Parents Regret Not Discussing
Death with Dying Children
It is OK to discuss death with a dying
child and in fact desirable, Swedish researchers reported.
Parents who talked about death
when their children were dying of cancer almost never regretted
it, while those who could not bring themselves to raise the issue
sometimes wished they had, the survey of 449 parents found.
The findings should reassure anxious
parents, doctors said. In recent years, medical groups have urged
physicians to be frank with patients about their illness, regardless
of age.
"I have seen children with cancer
respond to the idea of their dying with startling maturity," wrote
Dr. Lawrence Wolfe of Tufts-New England Medical Center in a commentary
in the New England Journal of Medicine, where the results also
appear.
"A 9-year-old boy left a legacy
by giving his prized possessions to his friends, planned his funeral,
and decided what he would wear to his burial," he added.
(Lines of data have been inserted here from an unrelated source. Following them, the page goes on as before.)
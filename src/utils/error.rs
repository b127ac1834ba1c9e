//! Error and warning types for extraction.
//!
//! Malformed *input text* never raises: every bad-candidate condition
//! degrades to "this candidate produces no match" and, at most, a warning
//! in the extraction report. `ExtractError` exists for the boundaries that
//! can genuinely fail (file IO in the CLI).

use std::fmt;

/// Extraction error type
#[derive(Debug, Clone)]
pub enum ExtractError {
    /// Invalid input
    InvalidInput { message: String },
    /// IO error (for file operations)
    IoError { message: String },
    /// Internal error
    InternalError { message: String },
}

impl fmt::Display for ExtractError {
    fn fmt(&self, f: &mut fmt::Formatter<'_>) -> fmt::Result {
        match self {
            ExtractError::InvalidInput { message } => {
                write!(f, "Invalid input: {}", message)
            }
            ExtractError::IoError { message } => {
                write!(f, "IO error: {}", message)
            }
            ExtractError::InternalError { message } => {
                write!(f, "Internal error: {}", message)
            }
        }
    }
}

impl std::error::Error for ExtractError {}

impl From<std::io::Error> for ExtractError {
    fn from(err: std::io::Error) -> Self {
        ExtractError::IoError {
            message: err.to_string(),
        }
    }
}

/// Result type for extraction operations
pub type ExtractResult<T> = Result<T, ExtractError>;

// Convenience constructors for errors
impl ExtractError {
    pub fn invalid(message: impl Into<String>) -> Self {
        ExtractError::InvalidInput {
            message: message.into(),
        }
    }

    pub fn internal(message: impl Into<String>) -> Self {
        ExtractError::InternalError {
            message: message.into(),
        }
    }
}

/// Kind of warning generated while processing candidates
#[derive(Debug, Clone, Copy, PartialEq, Eq)]
pub enum WarningKind {
    /// The abbreviation text yielded no comparable units
    MalformedAbbreviation,
    /// No tokens were found ahead of the parenthesis
    NoWordsAhead,
    /// A dynamically built pattern was rejected by the regex engine
    RegexError,
}

impl fmt::Display for WarningKind {
    fn fmt(&self, f: &mut fmt::Formatter<'_>) -> fmt::Result {
        match self {
            WarningKind::MalformedAbbreviation => write!(f, "malformed abbreviation"),
            WarningKind::NoWordsAhead => write!(f, "no words ahead"),
            WarningKind::RegexError => write!(f, "regex error"),
        }
    }
}

/// A non-fatal condition hit while processing one candidate
#[derive(Debug, Clone)]
pub struct ExtractWarning {
    /// The kind of warning
    pub kind: WarningKind,
    /// Human-readable message
    pub message: String,
    /// The candidate abbreviation this warning concerns
    pub abbreviation: Option<String>,
}

impl ExtractWarning {
    /// Create a new warning
    pub fn new(kind: WarningKind, message: impl Into<String>) -> Self {
        ExtractWarning {
            kind,
            message: message.into(),
            abbreviation: None,
        }
    }

    /// Attach the candidate abbreviation
    pub fn with_abbreviation(mut self, abbr: impl Into<String>) -> Self {
        self.abbreviation = Some(abbr.into());
        self
    }

    /// Candidate abbreviation yielded no comparable units
    pub fn malformed_abbreviation(abbr: &str) -> Self {
        ExtractWarning::new(
            WarningKind::MalformedAbbreviation,
            format!("abbreviation '{}' yielded no comparable units", abbr),
        )
        .with_abbreviation(abbr)
    }

    /// Candidate had no tokens ahead of the parenthesis
    pub fn no_words_ahead(abbr: &str) -> Self {
        ExtractWarning::new(
            WarningKind::NoWordsAhead,
            format!("no words found ahead of '{}'", abbr),
        )
        .with_abbreviation(abbr)
    }

    /// Dynamically built usage pattern was rejected; count degraded to 0
    pub fn regex_error(abbr: &str, detail: impl fmt::Display) -> Self {
        ExtractWarning::new(
            WarningKind::RegexError,
            format!("usage pattern for '{}' rejected: {}", abbr, detail),
        )
        .with_abbreviation(abbr)
    }
}

impl fmt::Display for ExtractWarning {
    fn fmt(&self, f: &mut fmt::Formatter<'_>) -> fmt::Result {
        if let Some(ref abbr) = self.abbreviation {
            write!(f, "[{}] {}: {}", self.kind, abbr, self.message)
        } else {
            write!(f, "[{}] {}", self.kind, self.message)
        }
    }
}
The study found none of the 147
parents who said they talked to their child about death regretted
it. But of the 258 parents who did not raise the issue, 27 percent
said they wish they had done so.
The regrets were mostly likely
to come from parents who had sensed the child had realized he
or she was about to die.
Not talking about an imminent death
had consequences for the survivors as well. The parents who wished
they had not kept silent had twice the risk of depression, said
Ulrika Kreicbergs of the Karolinska Institute in Stockholm, who
led the study.
She and colleagues found that 21
percent of the parents who did not regret talking to their kids
about death had moderate or severe depression. But 48 percent
of the parents who wished they had talked with their children
about death suffered from moderate to severe depression.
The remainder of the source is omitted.